Fließender Übergang in die Regelklassen

Die Bruno-H.-Bürgel-Grundschule zählt zu den Berliner Schulen mit dem höchsten Anteil an Willkommensklassen: Vier Klassen mit je zwölf Schülern zwischen sechs und vierzehn Jahren werden dort unterrichtet. Die 48 Kinder machen insgesamt zehn Prozent der gesamten Schülerschaft der Schule aus. „Der Durchsatz ist allerdings hoch“, sagt Schuldirektor Jens Otte.

Sobald ein Schüler gut genug sei, um in eine Regelklasse zu wechseln, besuche er in seinen Lieblingsfächern eine passende Klasse und bekomme zusätzlich Unterricht.

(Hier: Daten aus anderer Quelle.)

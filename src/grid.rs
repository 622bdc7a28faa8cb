//! Discretization of the sensing volume into a voxel lattice.
//!
//! The volume spanned by the image plane and the configured depth range is
//! partitioned into `W x H x D` cells plus one absorbing out-of-range cell.
//! Interior indices map bijectively to `(ix, iy, iz)` triples through
//! `ix + W * (iy + H * iz)`; the absorbing index `N - 1` has no coordinate
//! and only ever appears as a distribution endpoint.

use nalgebra::Point3;

use crate::engine::config::GridConfig;
use crate::engine::errors::TrackerError;

/// Immutable voxel lattice over pixel (u, v) and depth space.
///
/// Coordinates handled by the grid are pixel-space points: `x` and `y` are
/// pixel coordinates, `z` is metric depth. Conversion to the metric camera
/// frame is the job of [`crate::geometry::CameraIntrinsics`].
#[derive(Debug, Clone)]
pub struct VoxelGrid {
    width: usize,
    height: usize,
    depth: usize,
    pixel_step: f64,
    depth_step: f64,
    min_depth: f64,
    max_depth: f64,
    centers: Vec<Point3<f64>>,
}

impl VoxelGrid {
    /// Build the lattice from a validated grid configuration.
    ///
    /// Fails with a configuration error when the discretization produces
    /// fewer than one interior cell per axis.
    pub fn new(config: &GridConfig) -> Result<Self, TrackerError> {
        config.validate()?;

        let width = config.grid_width();
        let height = config.grid_height();
        let depth = config.grid_depth();

        let mut centers = Vec::with_capacity(width * height * depth);
        for iz in 0..depth {
            for iy in 0..height {
                for ix in 0..width {
                    centers.push(Point3::new(
                        (ix as f64 + 0.5) * config.pixel_step,
                        (iy as f64 + 0.5) * config.pixel_step,
                        config.min_depth + (iz as f64 + 0.5) * config.depth_step,
                    ));
                }
            }
        }

        Ok(Self {
            width,
            height,
            depth,
            pixel_step: config.pixel_step,
            depth_step: config.depth_step,
            min_depth: config.min_depth,
            max_depth: config.max_depth,
            centers,
        })
    }

    /// Total number of states, including the absorbing cell.
    #[inline]
    pub fn num_states(&self) -> usize {
        self.centers.len() + 1
    }

    /// Index of the absorbing out-of-range state.
    #[inline]
    pub fn absorbing_index(&self) -> usize {
        self.centers.len()
    }

    /// Grid width in cells.
    #[inline]
    pub fn width(&self) -> usize {
        self.width
    }

    /// Grid height in cells.
    #[inline]
    pub fn height(&self) -> usize {
        self.height
    }

    /// Grid depth in cells.
    #[inline]
    pub fn depth(&self) -> usize {
        self.depth
    }

    /// Pixel step between cells in u and v.
    #[inline]
    pub fn pixel_step(&self) -> f64 {
        self.pixel_step
    }

    /// Depth step between cells in z.
    #[inline]
    pub fn depth_step(&self) -> f64 {
        self.depth_step
    }

    /// Near edge of the sensed depth range.
    #[inline]
    pub fn min_depth(&self) -> f64 {
        self.min_depth
    }

    /// Far edge of the sensed depth range.
    #[inline]
    pub fn max_depth(&self) -> f64 {
        self.max_depth
    }

    /// Map a pixel-space point to its voxel index.
    ///
    /// Points outside the image plane or the open depth interval
    /// `(min_depth, max_depth)` land in the absorbing state.
    pub fn coordinate_to_index(&self, point: &Point3<f64>) -> usize {
        if point.z <= self.min_depth || point.z >= self.max_depth {
            return self.absorbing_index();
        }

        let ix = (point.x / self.pixel_step).floor();
        let iy = (point.y / self.pixel_step).floor();
        let iz = ((point.z - self.min_depth) / self.depth_step).floor();

        if ix < 0.0 || iy < 0.0 || iz < 0.0 {
            return self.absorbing_index();
        }

        let (ix, iy, iz) = (ix as usize, iy as usize, iz as usize);
        if ix >= self.width || iy >= self.height || iz >= self.depth {
            return self.absorbing_index();
        }

        ix + self.width * (iy + self.height * iz)
    }

    /// Center of an interior voxel in pixel space.
    ///
    /// Returns `None` for the absorbing index, which has no coordinate.
    #[inline]
    pub fn index_to_coordinate(&self, index: usize) -> Option<Point3<f64>> {
        self.centers.get(index).copied()
    }

    /// Manhattan distance between two states in grid units.
    ///
    /// Axis distances are scaled by the pixel step (u, v) and the depth step
    /// (z). When either state is absorbing, the result is the other state's
    /// distance to the nearest grid boundary, standing in for "distance to
    /// anywhere outside the volume". Two absorbing states are at distance 0.
    pub fn distance(&self, i: usize, j: usize) -> f64 {
        if i == j {
            return 0.0;
        }
        if i == self.absorbing_index() {
            return self.boundary_distance(j);
        }
        if j == self.absorbing_index() {
            return self.boundary_distance(i);
        }

        let a = self.centers[i];
        let b = self.centers[j];
        ((b.x - a.x) / self.pixel_step).abs()
            + ((b.y - a.y) / self.pixel_step).abs()
            + ((b.z - a.z) / self.depth_step).abs()
    }

    /// Number of cells an interior voxel must cross to exit the volume,
    /// minimized over the five boundaries (right, left, far, upper, lower).
    pub fn boundary_distance(&self, index: usize) -> f64 {
        let (ix, iy, iz) = self.unflatten(index);
        let candidates = [
            self.width - ix,  // right
            ix + 1,           // left
            self.depth - iz,  // far
            iy + 1,           // upper
            self.height - iy, // lower
        ];
        candidates.iter().copied().min().unwrap_or(0) as f64
    }

    #[inline]
    fn unflatten(&self, index: usize) -> (usize, usize, usize) {
        let iz = index / (self.width * self.height);
        let rem = index % (self.width * self.height);
        (rem % self.width, rem / self.width, iz)
    }
}
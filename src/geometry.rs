//! Pinhole camera intrinsics and pixel/metric projection.
//!
//! Every other part of the crate places voxels and sensed points in a common
//! frame through these two mappings. Pixel-space points carry the depth in
//! their third component, so both directions are `(f64, f64, f64)` triples.

use nalgebra::Point3;
use serde::Serialize;

/// Pinhole camera intrinsics.
///
/// The four classic parameters: focal lengths `fx`, `fy` and principal point
/// `cx`, `cy`, all in pixels.
#[derive(Debug, Clone, Copy, PartialEq, Serialize)]
pub struct CameraIntrinsics {
    /// Horizontal focal length (pixels)
    pub fx: f64,
    /// Vertical focal length (pixels)
    pub fy: f64,
    /// Principal point x (pixels)
    pub cx: f64,
    /// Principal point y (pixels)
    pub cy: f64,
}

impl CameraIntrinsics {
    /// Create intrinsics from the four pinhole parameters.
    pub fn new(fx: f64, fy: f64, cx: f64, cy: f64) -> Self {
        Self { fx, fy, cx, cy }
    }

    /// Extract intrinsics from a row-major 3x3 camera matrix
    /// `[fx 0 cx; 0 fy cy; 0 0 1]`, as delivered by calibration messages.
    pub fn from_projection_matrix(k: &[f64; 9]) -> Self {
        Self {
            fx: k[0],
            cx: k[2],
            fy: k[4],
            cy: k[5],
        }
    }

    /// Back-project a pixel coordinate with depth into the metric camera frame.
    ///
    /// `x = (u - cx) * depth / fx`, `y = (v - cy) * depth / fy`, `z = depth`.
    #[inline]
    pub fn pixel_to_metric(&self, u: f64, v: f64, depth: f64) -> Point3<f64> {
        Point3::new(
            (u - self.cx) * depth / self.fx,
            (v - self.cy) * depth / self.fy,
            depth,
        )
    }

    /// Project a metric camera-frame point onto the pixel plane, keeping the
    /// depth as the third component.
    ///
    /// Undefined for `z == 0`; callers must guard before taking this path.
    #[inline]
    pub fn metric_to_pixel(&self, point: &Point3<f64>) -> Point3<f64> {
        Point3::new(
            (point.x / point.z) * self.fx + self.cx,
            (point.y / point.z) * self.fy + self.cy,
            point.z,
        )
    }
}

Nach ein paar Wochen können die Kinder dann ganz in die Regelklasse wechseln. Ein fließender Übergang ist Otte wichtig, damit die Schüler erst einmal Erfolgserlebnisse in den Regelklassen haben und sich an die neuen Anforderungen gewöhnen können.

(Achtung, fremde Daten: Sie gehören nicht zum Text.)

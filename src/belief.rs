//! Belief distribution over the voxel states and its per-cycle updates.
//!
//! The belief is a probability vector of length `N`: non-negative entries
//! summing to 1, an invariant every operation here preserves. Each sensing
//! cycle runs one predict step through the transition model and one correct
//! step against the observed per-voxel point counts.

use log::warn;
use nalgebra::{DMatrix, DVector};
use rand::Rng;

use crate::engine::config::{ExpectedCount, NoiseConfig};
use crate::engine::errors::TrackerError;
use crate::models::normal_pdf;
use crate::sampling::sample_index;

/// Threshold below which a normalizing sum counts as "no evidence".
const EVIDENCE_FLOOR: f64 = 1e-300;

/// Probability distribution over voxel occupancy.
#[derive(Debug, Clone, PartialEq)]
pub struct Belief {
    probabilities: DVector<f64>,
}

impl Belief {
    /// Uniform distribution over `n` states.
    pub fn uniform(n: usize) -> Self {
        Self {
            probabilities: DVector::from_element(n, 1.0 / n as f64),
        }
    }

    /// Wrap an existing distribution, renormalizing it.
    ///
    /// Fails when the vector is empty, carries a negative or non-finite
    /// entry, or has no mass at all.
    pub fn from_distribution(probabilities: DVector<f64>) -> Result<Self, TrackerError> {
        if probabilities.is_empty() {
            return Err(TrackerError::Configuration {
                description: "belief vector must not be empty".to_string(),
            });
        }
        if probabilities.iter().any(|p| !p.is_finite() || *p < 0.0) {
            return Err(TrackerError::Configuration {
                description: "belief entries must be finite and non-negative".to_string(),
            });
        }
        let sum: f64 = probabilities.sum();
        if sum <= EVIDENCE_FLOOR {
            return Err(TrackerError::Configuration {
                description: "belief vector carries no mass".to_string(),
            });
        }
        Ok(Self {
            probabilities: probabilities / sum,
        })
    }

    /// Number of states.
    #[inline]
    pub fn len(&self) -> usize {
        self.probabilities.len()
    }

    /// True when the distribution has no entries.
    #[inline]
    pub fn is_empty(&self) -> bool {
        self.probabilities.is_empty()
    }

    /// The probability vector.
    #[inline]
    pub fn probabilities(&self) -> &DVector<f64> {
        &self.probabilities
    }

    /// Probabilities as a plain slice.
    #[inline]
    pub fn as_slice(&self) -> &[f64] {
        self.probabilities.as_slice()
    }

    /// Index of the most probable state, lowest index on ties.
    pub fn dominant(&self) -> usize {
        let mut best = 0;
        let mut best_p = self.probabilities[0];
        for (i, &p) in self.probabilities.iter().enumerate().skip(1) {
            if p > best_p {
                best = i;
                best_p = p;
            }
        }
        best
    }

    /// Predict step: propagate the belief one interval through the
    /// transition model (`belief' = belief * T`, row vector times matrix).
    pub fn predict(&mut self, transition: &DMatrix<f64>) {
        debug_assert_eq!(transition.nrows(), self.len());
        self.probabilities = transition.tr_mul(&self.probabilities);
        self.renormalize();
    }

    /// Correct step: fold elementwise observation weights into the belief.
    ///
    /// When the weights extinguish all mass the predicted belief is kept
    /// unchanged rather than dividing by zero, and a warning is logged.
    pub fn correct(&mut self, weights: &DVector<f64>) {
        debug_assert_eq!(weights.len(), self.len());
        let posterior = self.probabilities.component_mul(weights);
        let sum = posterior.sum();
        if sum <= EVIDENCE_FLOOR || !sum.is_finite() {
            warn!("observation weights carry no evidence, keeping predicted belief");
            return;
        }
        self.probabilities = posterior / sum;
    }

    /// Particle-style resampling: redraw `samples` states from the current
    /// belief, weighting each draw by the observation weight at the drawn
    /// state, and replace the belief with the normalized histogram.
    ///
    /// Falls back to the unchanged belief when the draws carry no weight.
    /// The plain [`Belief::correct`] update is the default cycle path; this
    /// exists for hosts that prefer redraw variance over exact reweighting.
    pub fn resample<R: Rng>(&mut self, weights: &DVector<f64>, samples: usize, rng: &mut R) {
        debug_assert_eq!(weights.len(), self.len());
        let mut histogram: DVector<f64> = DVector::zeros(self.len());
        for _ in 0..samples {
            if let Some(state) = sample_index(self.as_slice(), rng) {
                histogram[state] += weights[state].max(0.0);
            }
        }
        let sum = histogram.sum();
        if sum <= EVIDENCE_FLOOR || !sum.is_finite() {
            warn!("resampling drew no weighted particles, keeping prior belief");
            return;
        }
        self.probabilities = histogram / sum;
    }

    fn renormalize(&mut self) {
        let sum = self.probabilities.sum();
        if sum > EVIDENCE_FLOOR && sum.is_finite() {
            self.probabilities /= sum;
        } else {
            warn!("belief mass degenerated, resetting to uniform");
            let n = self.len();
            self.probabilities.fill(1.0 / n as f64);
        }
    }
}

/// Observation likelihood per state from the per-voxel point counts.
///
/// Each state's weight is the normal density of its count around the
/// expected count. With the adaptive expectation the cycle's maximum count
/// serves as the target, so an empty cloud yields equal weights everywhere
/// and the correction becomes a no-op.
pub fn count_likelihood(counts: &[usize], noise: &NoiseConfig) -> DVector<f64> {
    let expected = match noise.expected_count {
        ExpectedCount::Fixed(value) => value,
        ExpectedCount::Adaptive => counts.iter().copied().max().unwrap_or(0) as f64,
    };
    DVector::from_iterator(
        counts.len(),
        counts
            .iter()
            .map(|&c| normal_pdf(c as f64, expected, noise.observation_sdev)),
    )
}

#[cfg(test)]
mod tests {
    use super::*;
    use rand::rngs::StdRng;
    use rand::SeedableRng;

    fn assert_sums_to_one(belief: &Belief) {
        assert!((belief.probabilities().sum() - 1.0).abs() < 1e-9);
    }

    #[test]
    fn test_uniform_construction() {
        let belief = Belief::uniform(9);
        assert_eq!(belief.len(), 9);
        assert_sums_to_one(&belief);
        assert!((belief.probabilities()[0] - 1.0 / 9.0).abs() < 1e-12);
    }

    #[test]
    fn test_from_distribution_normalizes() {
        let belief = Belief::from_distribution(DVector::from_vec(vec![2.0, 2.0])).unwrap();
        assert!((belief.probabilities()[0] - 0.5).abs() < 1e-12);
    }

    #[test]
    fn test_from_distribution_rejects_invalid() {
        assert!(Belief::from_distribution(DVector::from_vec(vec![])).is_err());
        assert!(Belief::from_distribution(DVector::from_vec(vec![1.0, -0.5])).is_err());
        assert!(Belief::from_distribution(DVector::from_vec(vec![0.0, 0.0])).is_err());
        assert!(Belief::from_distribution(DVector::from_vec(vec![f64::NAN, 1.0])).is_err());
    }

    #[test]
    fn test_predict_preserves_distribution() {
        let n = 4;
        let mut belief = Belief::uniform(n);
        // a permutation transition: i -> i+1 mod n
        let mut t = DMatrix::zeros(n, n);
        for i in 0..n {
            t[(i, (i + 1) % n)] = 1.0;
        }
        belief.predict(&t);
        assert_sums_to_one(&belief);
    }

    #[test]
    fn test_predict_moves_mass_along_transition() {
        let n = 3;
        let mut belief =
            Belief::from_distribution(DVector::from_vec(vec![1.0, 0.0, 0.0])).unwrap();
        let t = DMatrix::from_row_slice(
            n,
            n,
            &[0.0, 1.0, 0.0, 0.0, 0.0, 1.0, 1.0, 0.0, 0.0],
        );
        belief.predict(&t);
        assert!((belief.probabilities()[1] - 1.0).abs() < 1e-12);
    }

    #[test]
    fn test_correct_concentrates_on_evidence() {
        let mut belief = Belief::uniform(3);
        belief.correct(&DVector::from_vec(vec![0.0, 1.0, 0.0]));
        assert_sums_to_one(&belief);
        assert!((belief.probabilities()[1] - 1.0).abs() < 1e-12);
    }

    #[test]
    fn test_correct_with_zero_evidence_keeps_prediction() {
        let mut belief =
            Belief::from_distribution(DVector::from_vec(vec![0.25, 0.75])).unwrap();
        let before = belief.clone();
        belief.correct(&DVector::from_vec(vec![0.0, 0.0]));
        assert_eq!(belief, before);
        assert_sums_to_one(&belief);
    }

    #[test]
    fn test_dominant_breaks_ties_low() {
        let belief =
            Belief::from_distribution(DVector::from_vec(vec![0.4, 0.4, 0.2])).unwrap();
        assert_eq!(belief.dominant(), 0);
    }

    #[test]
    fn test_resample_preserves_distribution() {
        let mut rng = StdRng::seed_from_u64(5);
        let mut belief = Belief::uniform(5);
        let weights = DVector::from_vec(vec![0.1, 0.1, 5.0, 0.1, 0.1]);
        belief.resample(&weights, 2000, &mut rng);
        assert_sums_to_one(&belief);
        assert_eq!(belief.dominant(), 2);
    }

    #[test]
    fn test_count_likelihood_adaptive_peaks_at_max() {
        let noise = NoiseConfig {
            transition_sdev: 1.0,
            observation_sdev: 5.0,
            expected_count: ExpectedCount::Adaptive,
        };
        let weights = count_likelihood(&[0, 100, 3], &noise);
        assert!(weights[1] > weights[0]);
        assert!(weights[1] > weights[2]);
    }

    #[test]
    fn test_count_likelihood_empty_counts_are_flat() {
        let noise = NoiseConfig {
            transition_sdev: 1.0,
            observation_sdev: 5.0,
            expected_count: ExpectedCount::Adaptive,
        };
        let weights = count_likelihood(&[0, 0, 0, 0], &noise);
        let first = weights[0];
        assert!(weights.iter().all(|&w| (w - first).abs() < 1e-15));
    }
}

„Normalerweise können die Kinder nach einem Jahr ganz in eine Regelklasse wechseln – es kann aber auch sein, dass sie schon viel früher dafür bereit sind", erzählt Konrektor Lutz Bassin.

Katja ist in Mathematik schon besser als die deutschen Schüler

Denn manche Schüler lernen sehr schnell - wie Katja, die erst seit ein paar Wochen in die Berliner Willkommensklasse geht. Trotzdem ist sie in Mathematik schon weiter als ihre deutschen Altersgenossen. Und beim Deutschlernen holt sie sehr schnell auf.

Das Mädchen, das aus der Ukraine stammt, lernt fleißig und kann schon bald komplett in eine Regelkasse wechseln, wie ihre Lehrerin Vesselka Kanchevska stolz berichtet. „Es gefällt mir hier“, bestätigt Katja und lächelt. Sie steht neben ihrer Lehrerin und blickt schüchtern auf den Boden.

Es ist Pause, die meisten Kinder spielen draußen Fußball, aber Katja hält sich von den spielenden Kindern fern und wartet zusammen mit Kanchevska neben dem Spielfeld - bis Christian kommt. Auch er stammt aus der Ukraine, geht aber schon in eine Regelkasse. Er hat Katja geholfen, als sie neu in die Schule gekommen ist.

"In der Pause merkt man, dass die Schüler aus den gleichen Ländern am liebsten miteinander spielen", sagt Lehrerin Kanchevska. Sie unterrichtet die älteren Schüler der Willkommensklassen – sie sind im Schnitt zehn bis 13 Jahre alt.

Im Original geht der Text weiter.